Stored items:
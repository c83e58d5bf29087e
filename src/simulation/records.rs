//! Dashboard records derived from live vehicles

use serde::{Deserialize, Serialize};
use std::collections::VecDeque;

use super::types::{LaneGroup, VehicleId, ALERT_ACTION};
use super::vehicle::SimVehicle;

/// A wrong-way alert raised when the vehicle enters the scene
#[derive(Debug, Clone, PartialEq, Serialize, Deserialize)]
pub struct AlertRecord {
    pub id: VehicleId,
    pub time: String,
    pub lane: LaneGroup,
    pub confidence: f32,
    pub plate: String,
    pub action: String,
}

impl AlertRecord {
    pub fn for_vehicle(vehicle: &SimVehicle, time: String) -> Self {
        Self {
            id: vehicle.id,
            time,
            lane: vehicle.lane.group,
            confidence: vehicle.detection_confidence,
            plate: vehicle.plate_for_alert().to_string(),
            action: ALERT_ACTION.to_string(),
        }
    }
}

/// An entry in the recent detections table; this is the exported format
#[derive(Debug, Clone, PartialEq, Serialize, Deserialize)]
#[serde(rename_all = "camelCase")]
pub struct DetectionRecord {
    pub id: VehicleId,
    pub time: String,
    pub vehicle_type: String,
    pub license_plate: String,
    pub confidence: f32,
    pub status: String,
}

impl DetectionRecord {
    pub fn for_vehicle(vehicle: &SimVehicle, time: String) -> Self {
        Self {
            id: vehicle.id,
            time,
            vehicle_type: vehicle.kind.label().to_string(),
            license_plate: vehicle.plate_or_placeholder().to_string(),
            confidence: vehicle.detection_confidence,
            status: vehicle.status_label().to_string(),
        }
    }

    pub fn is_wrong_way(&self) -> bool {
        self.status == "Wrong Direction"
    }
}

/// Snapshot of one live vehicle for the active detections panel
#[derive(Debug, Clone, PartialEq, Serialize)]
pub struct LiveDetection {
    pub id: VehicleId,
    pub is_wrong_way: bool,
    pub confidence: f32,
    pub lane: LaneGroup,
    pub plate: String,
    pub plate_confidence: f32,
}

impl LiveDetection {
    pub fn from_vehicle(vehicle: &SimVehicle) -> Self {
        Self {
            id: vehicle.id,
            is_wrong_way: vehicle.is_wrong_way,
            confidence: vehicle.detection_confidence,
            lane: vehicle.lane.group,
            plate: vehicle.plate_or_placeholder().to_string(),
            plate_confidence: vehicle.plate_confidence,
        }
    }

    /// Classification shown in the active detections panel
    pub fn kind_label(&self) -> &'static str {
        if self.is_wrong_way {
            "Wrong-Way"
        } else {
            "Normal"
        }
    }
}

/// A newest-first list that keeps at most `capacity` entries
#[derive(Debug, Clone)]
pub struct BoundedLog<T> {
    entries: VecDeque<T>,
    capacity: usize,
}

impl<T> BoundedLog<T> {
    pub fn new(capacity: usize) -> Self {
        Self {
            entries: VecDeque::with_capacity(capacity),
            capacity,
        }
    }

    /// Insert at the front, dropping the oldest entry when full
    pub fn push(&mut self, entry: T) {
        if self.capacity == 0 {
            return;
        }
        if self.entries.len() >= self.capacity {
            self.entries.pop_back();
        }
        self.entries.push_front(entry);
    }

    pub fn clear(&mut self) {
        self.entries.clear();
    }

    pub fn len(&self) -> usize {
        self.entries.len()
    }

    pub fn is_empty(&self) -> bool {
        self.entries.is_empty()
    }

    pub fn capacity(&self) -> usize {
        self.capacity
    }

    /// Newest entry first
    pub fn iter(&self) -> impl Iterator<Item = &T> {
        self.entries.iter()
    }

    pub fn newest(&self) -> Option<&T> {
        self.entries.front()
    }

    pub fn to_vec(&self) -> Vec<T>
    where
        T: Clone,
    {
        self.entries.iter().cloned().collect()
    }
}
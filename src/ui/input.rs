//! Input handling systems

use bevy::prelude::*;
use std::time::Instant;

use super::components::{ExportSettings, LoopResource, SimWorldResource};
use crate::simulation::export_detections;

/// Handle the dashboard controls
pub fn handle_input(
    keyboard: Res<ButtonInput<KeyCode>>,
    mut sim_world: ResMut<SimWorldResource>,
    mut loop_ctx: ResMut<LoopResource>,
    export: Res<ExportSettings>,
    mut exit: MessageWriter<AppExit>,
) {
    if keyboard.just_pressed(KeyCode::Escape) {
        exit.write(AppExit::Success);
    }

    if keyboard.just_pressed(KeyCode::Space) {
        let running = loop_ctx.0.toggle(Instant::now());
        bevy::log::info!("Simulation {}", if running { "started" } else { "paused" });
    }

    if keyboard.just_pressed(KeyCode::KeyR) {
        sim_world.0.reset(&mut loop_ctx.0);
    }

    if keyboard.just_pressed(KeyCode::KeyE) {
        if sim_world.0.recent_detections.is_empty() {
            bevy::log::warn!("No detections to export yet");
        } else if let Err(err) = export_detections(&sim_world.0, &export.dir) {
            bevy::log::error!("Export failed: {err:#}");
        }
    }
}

» **Exercise description**:
Read the entries above, then pull out the lines that include "serde".

» **Solution to this exercise**:
use serde::{Deserialize, Serialize};
#[serde(rename_all = "camelCase")]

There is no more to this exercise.